··· RECORDS SHOWN ···
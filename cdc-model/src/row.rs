use crate::column_value::ColumnValue;
use serde::de::{MapAccess, Visitor};
use serde::ser::SerializeMap;
use serde::{Deserialize, Deserializer, Serialize, Serializer};
use std::fmt;

/// One row snapshot: an ordered mapping from column name to typed value.
///
/// Column order is preserved (it is whatever order the Decoder emitted
/// values in) and round-trips through JSON faithfully, but two rows with the
/// same fields in different orders are still considered equal row content —
/// spec §8 only requires byte-identity "modulo map ordering".
#[derive(Debug, Clone, Default, PartialEq)]
pub struct Row(Vec<(String, ColumnValue)>);

impl Row {
    pub fn new() -> Self {
        Row(Vec::new())
    }

    pub fn with_capacity(cap: usize) -> Self {
        Row(Vec::with_capacity(cap))
    }

    /// Insert or overwrite a field, preserving first-seen position on
    /// overwrite (matches the teacher's "static fields added before input
    /// fields, so a same-named input field overwrites the static default"
    /// rule from the Transformer spec).
    pub fn insert(&mut self, key: impl Into<String>, value: ColumnValue) {
        let key = key.into();
        if let Some(slot) = self.0.iter_mut().find(|(k, _)| *k == key) {
            slot.1 = value;
        } else {
            self.0.push((key, value));
        }
    }

    pub fn get(&self, key: &str) -> Option<&ColumnValue> {
        self.0.iter().find(|(k, _)| k == key).map(|(_, v)| v)
    }

    pub fn get_ci(&self, key: &str) -> Option<&ColumnValue> {
        self.0
            .iter()
            .find(|(k, _)| k.eq_ignore_ascii_case(key))
            .map(|(_, v)| v)
    }

    pub fn contains_key_ci(&self, key: &str) -> bool {
        self.0.iter().any(|(k, _)| k.eq_ignore_ascii_case(key))
    }

    pub fn len(&self) -> usize {
        self.0.len()
    }

    pub fn is_empty(&self) -> bool {
        self.0.is_empty()
    }

    pub fn iter(&self) -> impl Iterator<Item = (&str, &ColumnValue)> {
        self.0.iter().map(|(k, v)| (k.as_str(), v))
    }
}

impl FromIterator<(String, ColumnValue)> for Row {
    fn from_iter<T: IntoIterator<Item = (String, ColumnValue)>>(iter: T) -> Self {
        let mut row = Row::new();
        for (k, v) in iter {
            row.insert(k, v);
        }
        row
    }
}

impl Serialize for Row {
    fn serialize<S>(&self, serializer: S) -> Result<S::Ok, S::Error>
    where
        S: Serializer,
    {
        let mut map = serializer.serialize_map(Some(self.0.len()))?;
        for (k, v) in &self.0 {
            map.serialize_entry(k, v)?;
        }
        map.end()
    }
}

struct RowVisitor;

impl<'de> Visitor<'de> for RowVisitor {
    type Value = Row;

    fn expecting(&self, f: &mut fmt::Formatter) -> fmt::Result {
        f.write_str("a JSON object mapping column name to value")
    }

    fn visit_map<A>(self, mut map: A) -> Result<Self::Value, A::Error>
    where
        A: MapAccess<'de>,
    {
        let mut row = Row::with_capacity(map.size_hint().unwrap_or(0));
        while let Some((k, v)) = map.next_entry::<String, ColumnValue>()? {
            row.insert(k, v);
        }
        Ok(row)
    }
}

impl<'de> Deserialize<'de> for Row {
    fn deserialize<D>(deserializer: D) -> Result<Self, D::Error>
    where
        D: Deserializer<'de>,
    {
        deserializer.deserialize_map(RowVisitor)
    }
}

#[cfg(test)]
mod tests {
    use super::*;

    #[test]
    fn insert_overwrites_in_place() {
        let mut row = Row::new();
        row.insert("id", ColumnValue::Int(1));
        row.insert("name", ColumnValue::Text("a".into()));
        row.insert("id", ColumnValue::Int(2));
        let keys: Vec<_> = row.iter().map(|(k, _)| k).collect();
        assert_eq!(keys, vec!["id", "name"]);
        assert_eq!(row.get("id"), Some(&ColumnValue::Int(2)));
    }

    #[test]
    fn case_insensitive_lookup() {
        let mut row = Row::new();
        row.insert("Email", ColumnValue::Text("a@b".into()));
        assert!(row.get_ci("email").is_some());
        assert!(row.contains_key_ci("EMAIL"));
    }
}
···
Quote the listing above from its first line to the line with "pub fn contains_key_ci(&self, key: &str)", inclusive, and add nothing.

- _TASK RESULT_:
filename cdc-model/src/row.rs
use crate::column_value::ColumnValue;
use serde::de::{MapAccess, Visitor};
use serde::ser::SerializeMap;
use serde::{Deserialize, Deserializer, Serialize, Serializer};
use std::fmt;

/// One row snapshot: an ordered mapping from column name to typed value.
///
/// Column order is preserved (it is whatever order the Decoder emitted
/// values in) and round-trips through JSON faithfully, but two rows with the
/// same fields in different orders are still considered equal row content —
/// spec §8 only requires byte-identity "modulo map ordering".
#[derive(Debug, Clone, Default, PartialEq)]
pub struct Row(Vec<(String, ColumnValue)>);

impl Row {
    pub fn new() -> Self {
        Row(Vec::new())
    }

    pub fn with_capacity(cap: usize) -> Self {
        Row(Vec::with_capacity(cap))
    }

    /// Insert or overwrite a field, preserving first-seen position on
    /// overwrite (matches the teacher's "static fields added before input
    /// fields, so a same-named input field overwrites the static default"
    /// rule from the Transformer spec).
    pub fn insert(&mut self, key: impl Into<String>, value: ColumnValue) {
        let key = key.into();
        if let Some(slot) = self.0.iter_mut().find(|(k, _)| *k == key) {
            slot.1 = value;
        } else {
            self.0.push((key, value));
        }
    }

    pub fn get(&self, key: &str) -> Option<&ColumnValue> {
        self.0.iter().find(|(k, _)| k == key).map(|(_, v)| v)
    }

    pub fn get_ci(&self, key: &str) -> Option<&ColumnValue> {
        self.0
            .iter()
            .find(|(k, _)| k.eq_ignore_ascii_case(key))
            .map(|(_, v)| v)
    }

    pub fn contains_key_ci(&self, key: &str) -> bool {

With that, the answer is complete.